AAM v Republic [2023] KEHC 18884 (KLR) | Defilement | Esheria

AAM v Republic [2023] KEHC 18884 (KLR)

Full Case Text

AAM v Republic (Criminal Appeal E105 of 2021) [2023] KEHC 18884 (KLR) (Crim) (16 June 2023) (Judgment)

Neutral citation: [2023] KEHC 18884 (KLR)

Republic of Kenya

In the High Court at Nairobi (Milimani Law Courts)

Criminal

Criminal Appeal E105 of 2021

DR Kavedza, J

June 16, 2023

Between

AAM

Appellant

and

Republic

Respondent

(Being an appeal against the conviction and sentence delivered by Hon. Z. Abdul, SRM on 30th July 2021 in Milimani Chief Magistrate’s Court Sexual Offences case no. 13 of 2019 Republic vs AAM)

Judgment

1. The appellant was charged and after a full trial convicted for the offence of defilement contrary to section 8 (1) as read with 8 (2) of the Sexual Offences Act, No. 3 of 2006. He was sentenced to serve life imprisonment. Being aggrieved, he filed an appeal challenging his conviction and sentence.

2. In his appeal, he challenged the totality of the prosecution's evidence against which he was convicted. The appellant argued that the trial magistrate erred by failing to consider the defence case. He also challenged the sentence arguing that it's excessive.

3. As this is the appellant's first appeal, the role of this appellate court of first instance is well settled. It was held in the case of Okeno vs Republic [1972] EA 32 and further in the Court of Appeal case of Mark Oruri Mose vs R [2013] eKLR that this court is duty-bound to revisit the evidence tendered before the trial court afresh, evaluate it, analyse it and come to its own independent conclusion on the matter but always bearing in mind that the trial court had the advantage of observing the demeanour of the witnesses and hearing them give evidence and give allowance for that.

4. The prosecution called six (6) witnesses in support of their case. MQM (name withheld) the complainant herein gave unsworn evidence after voir dire examination. She told the court that she lived with her aunt and father, the appellant herein. On the material day, her aunt went to church and left her with her father. That her father took his penis and inserted it into her anus. She was in pain. The following she went to school and her teacher(P) noticed that she was smelling feaces. She was referred to another teacher and later taken to hospital. The matter was also reported to the police station. It was her evidence that it was the first time the appellant was defiling her.

5. RNM (PW 2) told the court that the appellant is her brother. On May 26, 2019 she went to church leaving behind the complainant and her two daughters in her house.

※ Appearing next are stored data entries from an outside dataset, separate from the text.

use std::str::FromStr;

/// Which path family the backend exposes for course mutations.
#[derive(Debug, Clone, Copy, PartialEq, Eq, Default)]
pub enum RouteStyle {
    /// `/courses/create`, `/courses/update/:id`, `/courses/delete/:id`
    #[default]
    Legacy,
    /// `POST /courses`, `PUT /courses/:id`, `DELETE /courses/:id`
    Rest,
}

impl RouteStyle {
    pub fn create_course(self) -> String {
        match self {
            RouteStyle::Legacy => "/courses/create".to_string(),
            RouteStyle::Rest => "/courses".to_string(),
        }
    }

    pub fn update_course(self, id: i64) -> String {
        match self {
            RouteStyle::Legacy => format!("/courses/update/{}", id),
            RouteStyle::Rest => format!("/courses/{}", id),
        }
    }

    pub fn delete_course(self, id: i64) -> String {
        match self {
            RouteStyle::Legacy => format!("/courses/delete/{}", id),
            RouteStyle::Rest => format!("/courses/{}", id),
        }
    }
}

impl FromStr for RouteStyle {
    type Err = String;

    fn from_str(s: &str) -> Result<Self, Self::Err> {
        match s.trim().to_ascii_lowercase().as_str() {
            "legacy" => Ok(RouteStyle::Legacy),
            "rest" => Ok(RouteStyle::Rest),
            other => Err(other.to_string()),
        }
    }
}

That she left them in the company of the appellant. At the time the appellant was leaving nearby. She came back home in the evening and found the children in the house. The following day, she prepared them and escorted them to school. In the evening, the complainant did not come back home. Upon inquiry, she learnt that she had left school earlier than usual. She later came to learn that the complainant had been taken to a children’s home. She told the court that when she told the appellant about the disappearance of the complainant, he informed her that it was a usual practise and she should not be worried.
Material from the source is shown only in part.